### How to complete this task
Give back only the lines in the records below from the one with "projection grows linearly" to the one with "u64::try_from(scaled.min(u128::from(self.max_bit_strength)))", both inclusive, word for word.
(Task input begins)
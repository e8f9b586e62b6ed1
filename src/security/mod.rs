//! Network security scaling.
//!
//! Every discovery strengthens the ledger. Research value accumulates
//! into a complexity total that drives a monotonically non-decreasing
//! bit-strength figure, and projected strength at a future height grows
//! with network health and the scaling rate.

use serde::{Deserialize, Serialize};

use crate::crypto::Hash;

/// Security posture derived from the discovery chain
#[derive(Clone, Debug, Serialize, Deserialize)]
pub struct SecurityState {
    base_bit_strength: u64,
    max_bit_strength: u64,
    network_health: u64,
    scaling_rate: u64,
    cumulative_complexity: u64,
    bit_strength: u64,
    chain_length: u64,
    chain_head: Hash,
    paused: bool,
    test_mode: bool,
}

impl SecurityState {
    /// Initial state before any discovery has been recorded
    #[must_use]
    pub fn new(base_bit_strength: u64, max_bit_strength: u64, health: u8, scaling_rate: u32) -> Self {
        Self {
            base_bit_strength,
            max_bit_strength,
            network_health: u64::from(health),
            scaling_rate: u64::from(scaling_rate),
            cumulative_complexity: 0,
            bit_strength: base_bit_strength,
            chain_length: 0,
            chain_head: Hash::ZERO,
            paused: false,
            test_mode: false,
        }
    }

    /// Fold one discovery into the security posture
    pub fn record_discovery(&mut self, research_value: u64, commitment: Hash) {
        self.cumulative_complexity = self.cumulative_complexity.saturating_add(research_value);
        self.chain_length += 1;
        self.chain_head = commitment;

        let raised = self
            .base_bit_strength
            .saturating_add(self.cumulative_complexity / 1_000);
        self.bit_strength = raised.min(self.max_bit_strength);
    }

    /// Projected bit strength at a given height.
    ///
    /// At height zero this is exactly the current bit strength; the
    /// projection grows linearly with height, health, and scaling rate,
    /// and never exceeds the configured maximum.
    #[must_use]
    pub fn security_at(&self, height: u64) -> u64 {
        let growth = u128::from(self.network_health)
            * u128::from(self.scaling_rate)
            * u128::from(height)
            / 1_000;
        let scaled = u128::from(self.bit_strength).saturating_mul(10_000 + growth) / 10_000;

        u64::try_from(scaled.min(u128::from(self.max_bit_strength)))
            .unwrap_or(self.max_bit_strength)
    }

    /// Chain security level: cumulative complexity scaled down by 1000
    #[must_use]
    pub const fn security_level(&self) -> u64 {
        self.cumulative_complexity / 1_000
    }

    /// Store a health reading and derive the scaling rate from its band.
    /// Returns the derived rate.
    pub fn set_network_health(&mut self, health: u8) -> u64 {
        self.network_health = u64::from(health);
        self.scaling_rate = rate_for_health(health);
        self.scaling_rate
    }

    /// Override the scaling rate directly
    pub fn set_scaling_rate(&mut self, rate: u32) {
        self.scaling_rate = u64::from(rate);
    }

    /// Suspend state transitions
    pub fn pause(&mut self) {
        self.paused = true;
    }

    /// Resume state transitions
    pub fn unpause(&mut self) {
        self.paused = false;
    }

    /// Whether transitions are suspended
    #[must_use]
    pub const fn is_paused(&self) -> bool {
        self.paused
    }

    /// Toggle the proof-target bypass
    pub fn set_test_mode(&mut self, enabled: bool) {
        self.test_mode = enabled;
    }

    /// Whether proof targets are bypassed
    #[must_use]
    pub const fn is_test_mode(&self) -> bool {
        self.test_mode
    }

    /// Current bit strength
    #[must_use]
    pub const fn bit_strength(&self) -> u64 {
        self.bit_strength
    }

    /// Sum of research value over all recorded discoveries
    #[must_use]
    pub const fn cumulative_complexity(&self) -> u64 {
        self.cumulative_complexity
    }

    /// Number of discoveries in the commitment chain
    #[must_use]
    pub const fn chain_length(&self) -> u64 {
        self.chain_length
    }

    /// Commitment of the most recent discovery
    #[must_use]
    pub const fn chain_head(&self) -> Hash {
        self.chain_head
    }

    /// Last stored network health reading
    #[must_use]
    pub const fn network_health(&self) -> u64 {
        self.network_health
    }

    /// Scaling rate currently in effect
    #[must_use]
    pub const fn scaling_rate(&self) -> u64 {
        self.scaling_rate
    }
}

/// Scaling rate band for a raw health reading
const fn rate_for_health(health: u8) -> u64 {
    match health {
        90..=u8::MAX => 100,
        70..=89 => 90,
        60..=69 => 70,
        _ => 50,
    }
}

#[cfg(test)]
mod tests {
    use super::*;

    fn fresh() -> SecurityState {
        SecurityState::new(256, 18_432, 100, 100)
    }

    fn commitment(tag: u8) -> Hash {
        Hash::from_bytes([tag; 32])
    }

    #[test]
    fn test_initial_state() {
        let state = fresh();

        assert_eq!(state.bit_strength(), 256);
        assert_eq!(state.chain_length(), 0);
        assert_eq!(state.chain_head(), Hash::ZERO);
        assert_eq!(state.security_at(0), 256);
    }

    #[test]
    fn test_discovery_raises_bit_strength() {
        let mut state = fresh();

        state.record_discovery(95_000, commitment(1));

        assert_eq!(state.cumulative_complexity(), 95_000);
        assert_eq!(state.bit_strength(), 256 + 95);
        assert_eq!(state.security_level(), 95);
        assert_eq!(state.chain_length(), 1);
        assert_eq!(state.chain_head(), commitment(1));
    }

    #[test]
    fn test_bit_strength_monotone() {
        let mut state = fresh();
        let mut previous = state.bit_strength();

        for i in 0..50u64 {
            state.record_discovery(i * 700, commitment(i as u8));
            assert!(state.bit_strength() >= previous);
            previous = state.bit_strength();
        }
    }

    #[test]
    fn test_bit_strength_caps_at_max() {
        let mut state = fresh();

        state.record_discovery(u64::MAX / 2, commitment(1));

        assert_eq!(state.bit_strength(), 18_432);
    }

    #[test]
    fn test_projection_grows_with_height() {
        let state = fresh();

        // health 100, rate 100: each height adds 10 bps of growth
        assert_eq!(state.security_at(1), 256 * 10_010 / 10_000);
        assert!(state.security_at(100) > state.security_at(10));
        assert_eq!(state.security_at(100_000), 18_432);
    }

    #[test]
    fn test_health_bands_set_rate() {
        let mut state = fresh();

        assert_eq!(state.set_network_health(95), 100);
        assert_eq!(state.set_network_health(75), 90);
        assert_eq!(state.set_network_health(62), 70);
        assert_eq!(state.set_network_health(10), 50);
        assert_eq!(state.network_health(), 10);
    }

    #[test]
    fn test_lower_health_slows_projection() {
        let mut state = fresh();
        let healthy = state.security_at(500);

        state.set_network_health(40);
        assert!(state.security_at(500) < healthy);
    }

    #[test]
    fn test_pause_flags() {
        let mut state = fresh();
        assert!(!state.is_paused());

        state.pause();
        assert!(state.is_paused());

        state.unpause();
        assert!(!state.is_paused());
    }
}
(Task input ends)
### Written reply
    /// projection grows linearly with height, health, and scaling rate,
    /// and never exceeds the configured maximum.
    #[must_use]
    pub fn security_at(&self, height: u64) -> u64 {
        let growth = u128::from(self.network_health)
            * u128::from(self.scaling_rate)
            * u128::from(height)
            / 1_000;
        let scaled = u128::from(self.bit_strength).saturating_mul(10_000 + growth) / 10_000;

        u64::try_from(scaled.min(u128::from(self.max_bit_strength)))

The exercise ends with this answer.